LYL1 facilitates AETFC assembly and gene activation by recruiting CARM1 in t(8;21) AML [CHIP-seq]

Transcription factors (TFs) play critical roles in hematopoiesis, and their aberrant expression can lead to various types of leukemia. The t(8;21) leukemogenic fusion protein AML1-ETO (AE) is the most common fusion protein in acute myeloid leukemia and can enhance hematopoietic stem cell renewal while blocking differentiation. A key question in understanding AE-mediated leukemia is what determines the choice of AE to activate self-renewal genes or repress differentiation genes. Toward the resolution of this problem, we earlier showed that AE resides in the stable AETFC complex and that its components co-localize on up- or down-regulated target genes and are essential for leukemogenesis. In the current study, using biochemical and genomic approaches, we show that AE-containing complexes are heterogeneous, and that assembly of the larger AETFC (containing AE, HEB, E2A, LYL1, LMO2 and LDB2) requires LYL1. Furthermore, we provide strong evidence that the LYL1-containing AETFC preferentially binds to active enhancers and promotes AE-dependent gene activation.
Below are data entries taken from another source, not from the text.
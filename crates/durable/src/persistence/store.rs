//! Store traits and types for deferred work and the worker fleet

use async_trait::async_trait;
use chrono::{DateTime, Utc};
use serde::{de::DeserializeOwned, Deserialize, Serialize};
use uuid::Uuid;

/// Error type for store operations
#[derive(Debug, thiserror::Error)]
pub enum StoreError {
    /// Database error
    #[error("database error: {0}")]
    Database(String),

    /// Serialization error
    #[error("serialization error: {0}")]
    Serialization(String),

    /// Store is unavailable (used by the in-memory store to simulate outages)
    #[error("store unavailable")]
    Unavailable,
}

/// Error raised by a compute launcher
#[derive(Debug, thiserror::Error)]
pub enum LaunchError {
    /// The launch service refused the request
    #[error("launch rejected: {0}")]
    Rejected(String),

    /// The launch request never reached the service
    #[error("launch transport error: {0}")]
    Transport(String),
}

/// Error raised while retiring a worker from the fleet
#[derive(Debug, thiserror::Error)]
pub enum FleetError {
    #[error(transparent)]
    Store(#[from] StoreError),

    #[error(transparent)]
    Launch(#[from] LaunchError),
}

/// A task persisted for later execution
///
/// The payload is opaque to the queue; only `kind` takes part in ordering.
#[derive(Debug, Clone, PartialEq, Serialize, Deserialize)]
pub struct DeferredTask {
    /// Correlation id of the task (primary key in the queue)
    pub id: Uuid,

    /// Task kind, used for priority ordering
    pub kind: String,

    /// Serialized task
    pub payload: serde_json::Value,
}

impl DeferredTask {
    pub fn new(id: Uuid, kind: impl Into<String>, payload: serde_json::Value) -> Self {
        Self {
            id,
            kind: kind.into(),
            payload,
        }
    }

    /// Serialize a typed task into a queue row
    pub fn encode<T: Serialize + ?Sized>(id: Uuid, kind: &str, task: &T) -> Result<Self, StoreError> {
        let payload =
            serde_json::to_value(task).map_err(|e| StoreError::Serialization(e.to_string()))?;
        Ok(Self::new(id, kind, payload))
    }

    /// Deserialize the payload back into a typed task
    pub fn decode<T: DeserializeOwned>(&self) -> Result<T, StoreError> {
        serde_json::from_value(self.payload.clone())
            .map_err(|e| StoreError::Serialization(e.to_string()))
    }
}

/// A task that can be parked in a [`DeferredQueue`]
pub trait Deferrable: Serialize {
    /// Correlation id that identifies this task instance
    fn correlation_id(&self) -> Uuid;

    /// Kind name used for queue priority
    fn kind(&self) -> &'static str;

    fn to_deferred(&self) -> Result<DeferredTask, StoreError> {
        DeferredTask::encode(self.correlation_id(), self.kind(), self)
    }
}

/// Dequeue priority by task kind
///
/// Kinds earlier in the list are claimed first. Kinds not in the list sort
/// after every listed kind, and ties break on deferral order.
#[derive(Debug, Clone, Default, PartialEq, Eq, Serialize, Deserialize)]
pub struct KindPriority(Vec<String>);

impl KindPriority {
    pub fn new<I, S>(kinds: I) -> Self
    where
        I: IntoIterator<Item = S>,
        S: Into<String>,
    {
        Self(kinds.into_iter().map(Into::into).collect())
    }

    /// Rank of a kind (lower is claimed earlier)
    pub fn rank(&self, kind: &str) -> usize {
        self.0
            .iter()
            .position(|k| k == kind)
            .unwrap_or(self.0.len())
    }

    pub fn kinds(&self) -> &[String] {
        &self.0
    }
}

/// Backlog and fleet counts read at the start of a retirement
#[derive(Debug, Clone, Copy, PartialEq, Eq, Serialize, Deserialize)]
pub struct FleetSnapshot {
    /// Number of deferred tasks
    pub backlog: u64,

    /// Number of registered workers, including the retiring one
    pub fleet_size: u64,
}

/// Result of a committed retirement
#[derive(Debug, Clone, PartialEq, Eq)]
pub struct RetireOutcome {
    pub snapshot: FleetSnapshot,

    /// Ids of the workers launched as successors
    pub launched: Vec<String>,
}

/// Registered worker
#[derive(Debug, Clone, PartialEq, Eq)]
pub struct WorkerRegistration {
    pub worker_id: String,
    pub registered_at: DateTime<Utc>,
}

/// Decides how many successors to launch and launches them
///
/// Invoked from inside the retirement transaction, so a launch failure
/// rolls back the registrations written before it.
#[async_trait]
pub trait LaunchPlanner: Send + Sync {
    /// Number of workers to launch for this snapshot
    fn plan(&self, snapshot: FleetSnapshot) -> u32;

    /// Launch one worker with the given id
    async fn launch(&self, worker_id: &str) -> Result<(), LaunchError>;
}

/// Durable queue of deferred tasks shared by every worker
#[async_trait]
pub trait DeferredQueue: Send + Sync + 'static {
    /// Persist a task. A row with the same id is overwritten.
    async fn enqueue(&self, task: DeferredTask) -> Result<(), StoreError>;

    /// Persist several tasks in one transaction
    async fn enqueue_batch(&self, tasks: Vec<DeferredTask>) -> Result<(), StoreError>;

    /// Claim up to `max` tasks in priority order
    ///
    /// Claimed rows are removed. A row claimed concurrently by another
    /// worker is skipped, so each row is returned to exactly one caller.
    /// On error nothing is claimed.
    async fn dequeue_up_to(&self, max: usize) -> Result<Vec<DeferredTask>, StoreError>;

    /// Number of deferred tasks
    async fn backlog(&self) -> Result<u64, StoreError>;
}

/// Registry of running workers
#[async_trait]
pub trait FleetRegistry: Send + Sync + 'static {
    /// Register a worker. Registering twice is a no-op.
    async fn register_worker(&self, worker_id: &str) -> Result<(), StoreError>;

    /// Remove a worker registration
    async fn deregister_worker(&self, worker_id: &str) -> Result<(), StoreError>;

    /// Number of registered workers
    async fn fleet_size(&self) -> Result<u64, StoreError>;

    /// List registered workers
    async fn list_workers(&self) -> Result<Vec<WorkerRegistration>, StoreError>;

    /// Retire a worker and launch its successors atomically
    ///
    /// Reads the backlog and fleet size, removes `worker_id`, then registers
    /// and launches as many workers as `planner` asks for. Either all of it
    /// commits or none of it does.
    async fn retire_worker(
        &self,
        worker_id: &str,
        planner: &dyn LaunchPlanner,
    ) -> Result<RetireOutcome, FleetError>;
}

#[cfg(test)]
mod tests {
    use super::*;

    #[derive(Serialize, serde::Deserialize, Debug, PartialEq)]
    struct Ping {
        id: Uuid,
        n: u32,
    }

    impl Deferrable for Ping {
        fn correlation_id(&self) -> Uuid {
            self.id
        }

        fn kind(&self) -> &'static str {
            "ping"
        }
    }

    #[test]
    fn test_deferrable_encodes_kind_and_payload() {
        let ping = Ping {
            id: Uuid::now_v7(),
            n: 7,
        };
        let row = ping.to_deferred().unwrap();

        assert_eq!(row.id, ping.id);
        assert_eq!(row.kind, "ping");
        assert_eq!(row.decode::<Ping>().unwrap(), ping);
    }

    #[test]
    fn test_decode_rejects_foreign_payload() {
        let row = DeferredTask::new(Uuid::now_v7(), "ping", serde_json::json!({"x": 1}));
        let err = row.decode::<Ping>().unwrap_err();
        assert!(matches!(err, StoreError::Serialization(_)));
    }

    #[test]
    fn test_kind_priority_ranks_unknown_last() {
        let priority = KindPriority::new(["a", "b"]);
        assert_eq!(priority.rank("a"), 0);
        assert_eq!(priority.rank("b"), 1);
        assert_eq!(priority.rank("zzz"), 2);
    }
}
Moreover, we show that coactivator CARM1 interacts with AETFC and facilitates gene activation by AETFC. Collectively, this study describes a novel role of oncoprotein LYL1 in AETFC assembly and gene activation by recruiting CARM1 to chromatin for AML cell survival. Overall design: Chromatin immunoprecipitation DNA-sequencing (ChIP-seq) for CARM1 as well as the histone modifications H3K27ac and H3K4me1 in Kasumi-1 cells.